Within the data that follows, tally every line containing "Errors". Provide only the tally.

━━━ THE RECORDS

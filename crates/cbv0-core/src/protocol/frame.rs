//! The CBv0 frame: fixed header, opaque payload, trailing checksum.
//!
//! Wire format (multi-byte integers little-endian):
//! ```text
//! [magic:1][version:1][seq:2][type:1][payload:N][crc8:1]
//! ```
//! The checksum covers every byte before it.  This layer validates length,
//! header constants, and checksum only; interpreting `type` and `payload` is
//! the job of [`crate::protocol::messages`].

use thiserror::Error;

use crate::protocol::crc::crc8;

/// First byte of every frame.
pub const MAGIC: u8 = 0xCB;

/// Protocol version byte (CBv0).
pub const VERSION: u8 = 0x00;

/// Header bytes before the payload: magic + version + seq(2) + type.
pub const HEADER_SIZE: usize = 5;

/// Smallest frame that can pass validation: a header plus the checksum byte.
pub const MIN_FRAME_SIZE: usize = HEADER_SIZE + 1;

/// Errors produced while validating a received frame.
#[derive(Debug, Clone, Copy, Error, PartialEq, Eq)]
pub enum FrameError {
    /// Fewer than [`MIN_FRAME_SIZE`] bytes were received.
    #[error("frame too short: {len} bytes, need at least {MIN_FRAME_SIZE}")]
    TooShort { len: usize },

    /// The magic or version byte does not match CBv0.
    #[error("bad header: magic 0x{magic:02X}, version 0x{version:02X}")]
    BadHeader { magic: u8, version: u8 },

    /// The trailing checksum disagrees with the recomputed CRC-8.
    #[error("checksum mismatch: frame carries 0x{received:02X}, computed 0x{computed:02X}")]
    ChecksumMismatch { received: u8, computed: u8 },
}

/// One validated frame.
///
/// `kind` is kept as the raw type byte: an unrecognized type is not an error
/// at this layer, it is what sends the bridge down the heuristic path.
#[derive(Debug, Clone, PartialEq, Eq)]
pub struct Frame {
    /// Sender-local sequence number (wraps; informational only).
    pub sequence: u16,
    /// Raw type byte.
    pub kind: u8,
    /// Type-specific payload, checksum excluded.
    pub payload: Vec<u8>,
}

impl Frame {
    /// Serializes the frame and appends its checksum.
    pub fn to_bytes(&self) -> Vec<u8> {
        let mut buf = Vec::with_capacity(MIN_FRAME_SIZE + self.payload.len());
        buf.push(MAGIC);
        buf.push(VERSION);
        buf.extend_from_slice(&self.sequence.to_le_bytes());
        buf.push(self.kind);
        buf.extend_from_slice(&self.payload);
        buf.push(crc8(&buf));
        buf
    }

    /// Validates `bytes` and splits them into header fields and payload.
    ///
    /// # Errors
    ///
    /// Returns [`FrameError`] when the frame is too short, carries the wrong
    /// magic/version, or fails the checksum.  Nothing else is validated.
    pub fn parse(bytes: &[u8]) -> Result<Self, FrameError> {
        if bytes.len() < MIN_FRAME_SIZE {
            return Err(FrameError::TooShort { len: bytes.len() });
        }

        let (magic, version) = (bytes[0], bytes[1]);
        if magic != MAGIC || version != VERSION {
            return Err(FrameError::BadHeader { magic, version });
        }

        let (body, trailer) = bytes.split_at(bytes.len() - 1);
        let received = trailer[0];
        let computed = crc8(body);
        if received != computed {
            return Err(FrameError::ChecksumMismatch { received, computed });
        }

        Ok(Self {
            sequence: u16::from_le_bytes([body[2], body[3]]),
            kind: body[4],
            payload: body[HEADER_SIZE..].to_vec(),
        })
    }
}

━━━━━━

> **RESULT FOR THIS TASK**:
2